Creating a Robust Architecture to Deliver Consistent Environmental Data to the Community.
The PREMIER project will deliver a novel database and digital assessment system (DAS) for characterising the environmental risks of medicines and making environmental data more visible and accessible to industry, academia, regulators and the public. By making this valuable knowledge available to the community, we will contribute to the responsible use of medicines. The PREMIER database and DAS are being developed by Simomics.
The novel database architecture, designed and built by Simomics, is driven by the need to bring together existing pharmaceutical and ecotoxicological data from different sources with new data generated during the PREMIER project by consortium members, while providing transparency to stakeholders, in both its origins and its relative quality.
The data we integrate in PREMIER will have resulted from different approaches to data generation and different sources (e.g. industry and academic studies or literature reviews). As a result of this, data quality assessment will play an important role in helping users of the database to understand what processes can be reliably performed using which data by communicating data quality.
To enable this, the PREMIER database is architected around four concepts: data sources, substances, properties, and tracked values.
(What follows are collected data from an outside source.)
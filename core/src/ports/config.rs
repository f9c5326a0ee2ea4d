//! Tunnel repository port (interface).

use std::collections::BTreeMap;

use crate::domain::TunnelDefinition;
use crate::error::Result;

/// Port for tunnel definition persistence.
///
/// The whole set is read and written at once; there are no partial updates.
pub trait TunnelRepository: Send + Sync {
    /// Load every definition, keyed by name. A missing store is an empty set.
    fn load(&self) -> Result<BTreeMap<String, TunnelDefinition>>;

    /// Replace the stored set with `tunnels`.
    fn save(&self, tunnels: &BTreeMap<String, TunnelDefinition>) -> Result<()>;
}
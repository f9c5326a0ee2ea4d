//! Unix process table implementation.
//!
//! Uses the following:
//! - `nix::sys::signal::kill` for SIGTERM, SIGKILL and existence probes
//! - `ps -p PID -o ...` for process attributes

use std::path::Path;
use std::process::{Command, Stdio};

use chrono::{Duration as ChronoDuration, Utc};
use nix::errno::Errno;
use nix::sys::signal::{self, Signal as NixSignal};
use nix::unistd::Pid;
use tracing::{debug, warn};

use crate::domain::{describe_state, ProcessInfo, Signal};
use crate::error::{Error, Result};
use crate::ports::ProcessTable;

/// Process table backed by `ps` and POSIX signals.
#[derive(Debug, Default)]
pub struct UnixProcessTable;

impl UnixProcessTable {
    pub fn new() -> Self {
        Self
    }

    /// Run `ps -p PID -o <field>= ...` and return its trimmed output.
    ///
    /// `Ok(None)` means ps found no such process.
    fn ps(&self, pid: u32, fields: &[&str]) -> Result<Option<String>> {
        let mut cmd = Command::new("ps");
        cmd.args(["-p", &pid.to_string()]);
        // One -o per field: procps treats everything after '=' as header text
        for field in fields {
            cmd.args(["-o", &format!("{}=", field)]);
        }

        let output = cmd
            .stdout(Stdio::piped())
            .stderr(Stdio::null())
            .output()
            .map_err(|e| Error::CommandFailed(format!("Failed to run ps: {}", e)))?;

        let stdout = String::from_utf8_lossy(&output.stdout).trim().to_string();

        // ps -p returns exit code 1 and no rows if the process doesn't exist
        if stdout.is_empty() {
            return Ok(None);
        }

        Ok(Some(stdout))
    }

    /// First command-line argument, from `/proc` or else from `ps`.
    fn argv0(&self, pid: u32) -> Option<String> {
        if let Ok(raw) = std::fs::read(format!("/proc/{}/cmdline", pid)) {
            if let Some(first) = raw.split(|b| *b == 0).next().filter(|a| !a.is_empty()) {
                return Some(String::from_utf8_lossy(first).into_owned());
            }
        }
        let args = self.ps(pid, &["args"]).ok()??;
        args.split_whitespace().next().map(str::to_string)
    }

    /// Existence probe with signal 0.
    fn probe(&self, pid: u32) -> Result<()> {
        let target = to_pid(pid)?;
        match signal::kill(target, None::<NixSignal>) {
            // EPERM still means the process exists
            Ok(()) | Err(Errno::EPERM) => Ok(()),
            Err(errno) => Err(map_errno(pid, errno)),
        }
    }
}

fn to_pid(pid: u32) -> Result<Pid> {
    // 0 and negative values address process groups, never a single process
    match i32::try_from(pid) {
        Ok(raw) if raw > 0 => Ok(Pid::from_raw(raw)),
        _ => Err(Error::ProcessNotFound(pid)),
    }
}

fn map_errno(pid: u32, errno: Errno) -> Error {
    match errno {
        Errno::ESRCH => Error::ProcessNotFound(pid),
        Errno::EPERM => Error::PermissionDenied(format!("cannot signal process {}", pid)),
        other => Error::Io(other.into()),
    }
}

/// Length at which the kernel cuts off `comm` on Linux.
const COMM_MAX: usize = 15;

/// Recover the full name from `argv[0]` when `comm` was cut short.
fn extend_truncated(comm: String, argv0: &str) -> String {
    match Path::new(argv0).file_name().map(|n| n.to_string_lossy()) {
        Some(full) if full.len() > comm.len() && full.starts_with(comm.as_str()) => {
            full.into_owned()
        }
        _ => comm,
    }
}

/// Parse a `ps` etime value (`[[dd-]hh:]mm:ss`) into seconds.
pub(crate) fn parse_etime(etime: &str) -> Option<i64> {
    let (days, clock) = match etime.split_once('-') {
        Some((d, rest)) => (d.parse::<i64>().ok()?, rest),
        None => (0, etime),
    };

    let parts: Vec<i64> = clock
        .split(':')
        .map(|p| p.parse::<i64>().ok())
        .collect::<Option<Vec<_>>>()?;

    let (hours, minutes, seconds) = match parts.as_slice() {
        [m, s] => (0, *m, *s),
        [h, m, s] => (*h, *m, *s),
        _ => return None,
    };

    Some(((days * 24 + hours) * 60 + minutes) * 60 + seconds)
}

impl ProcessTable for UnixProcessTable {
    fn process_name(&self, pid: u32) -> Result<String> {
        self.probe(pid)?;

        let comm = match self.ps(pid, &["comm"])? {
            Some(comm) => comm,
            None => {
                // Gone since the probe, or ps cannot see it
                self.probe(pid)?;
                return Err(Error::CommandFailed(format!("ps returned no row for {}", pid)));
            }
        };

        // macOS reports the full executable path
        let name = Path::new(&comm)
            .file_name()
            .map(|n| n.to_string_lossy().into_owned())
            .unwrap_or(comm);

        if name.len() == COMM_MAX {
            if let Some(argv0) = self.argv0(pid) {
                return Ok(extend_truncated(name, &argv0));
            }
        }

        Ok(name)
    }

    fn lookup(&self, pid: u32) -> Result<ProcessInfo> {
        let name = self.process_name(pid)?;

        let row = self
            .ps(pid, &["user", "stat", "etime", "args"])?
            .ok_or(Error::ProcessNotFound(pid))?;

        let mut fields = row.split_whitespace();
        let username = fields.next().unwrap_or_default().to_string();
        let stat = fields.next().unwrap_or_default();
        let etime = fields.next().unwrap_or_default();
        let cmdline: Vec<String> = fields.map(str::to_string).collect();

        let create_time =
            parse_etime(etime).map(|secs| Utc::now() - ChronoDuration::seconds(secs));

        Ok(ProcessInfo {
            pid,
            name,
            status: describe_state(stat).to_string(),
            create_time,
            cmdline,
            username,
        })
    }

    fn signal(&self, pid: u32, signal: Signal) -> Result<()> {
        let target = to_pid(pid)?;
        let sig = match signal {
            Signal::Graceful => NixSignal::SIGTERM,
            Signal::Hard => NixSignal::SIGKILL,
        };

        debug!(pid = pid, signal = sig.as_str(), "Sending signal to process");

        signal::kill(target, sig).map_err(|errno| {
            if errno == Errno::EPERM {
                warn!(pid = pid, "Permission denied to signal process");
            }
            map_errno(pid, errno)
        })
    }

    fn is_alive(&self, pid: u32) -> bool {
        if self.probe(pid).is_err() {
            return false;
        }

        // An exited child lingers as a zombie until reaped
        match self.ps(pid, &["stat"]) {
            Ok(Some(stat)) => !stat.starts_with('Z'),
            Ok(None) => false,
            // Without ps the signal probe is all we have
            Err(_) => true,
        }
    }
}
//! Kill commands - terminate by PID or by port.

use anyhow::{bail, Result};

use super::{print_json, Context};

pub fn run(ctx: &Context, pid: u32, force: bool) -> Result<()> {
    let outcome = ctx.engine.kill_process(pid, force);

    if ctx.json {
        print_json(&outcome)?;
    } else if outcome.result.is_success() {
        println!("{}", outcome.message);
    }

    if !outcome.result.is_success() {
        bail!("{}", outcome.message);
    }
    Ok(())
}

pub fn run_port(ctx: &Context, port: u16, force: bool) -> Result<()> {
    let outcomes = ctx.engine.kill_port(port, force);

    if ctx.json {
        print_json(&outcomes)?;
    }

    if outcomes.is_empty() {
        bail!("No process found on port {}", port);
    }

    let failed = outcomes.iter().filter(|o| !o.result.is_success()).count();
    if !ctx.json {
        for outcome in &outcomes {
            if outcome.result.is_success() {
                println!("{}", outcome.message);
            } else {
                eprintln!("{}", outcome.message);
            }
        }
    }

    if failed > 0 {
        bail!(
            "Failed to kill {} of {} processes on port {}",
            failed,
            outcomes.len(),
            port
        );
    }
    Ok(())
}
Data sources provide the different data points available for substances that are relevant to the project, and these data points are linked as properties of the substance using tracked values. An example of a property is “Fish NOEC”, which may be available from a data source for a number of substances. An example of a tracked value is a statement to the effect of: “data source y gives property z of substance x to be 12.3 ng/L”. We represent this in the database as the value “12.3 ng/L”, with obligatory coupled identifiers of property z (Fish NOEC), substance x, data source y, and other optional data such as test design and reliability assessment that gives the data accessor knowledge of its source and e.g. study summaries, links to papers, CRED assessments.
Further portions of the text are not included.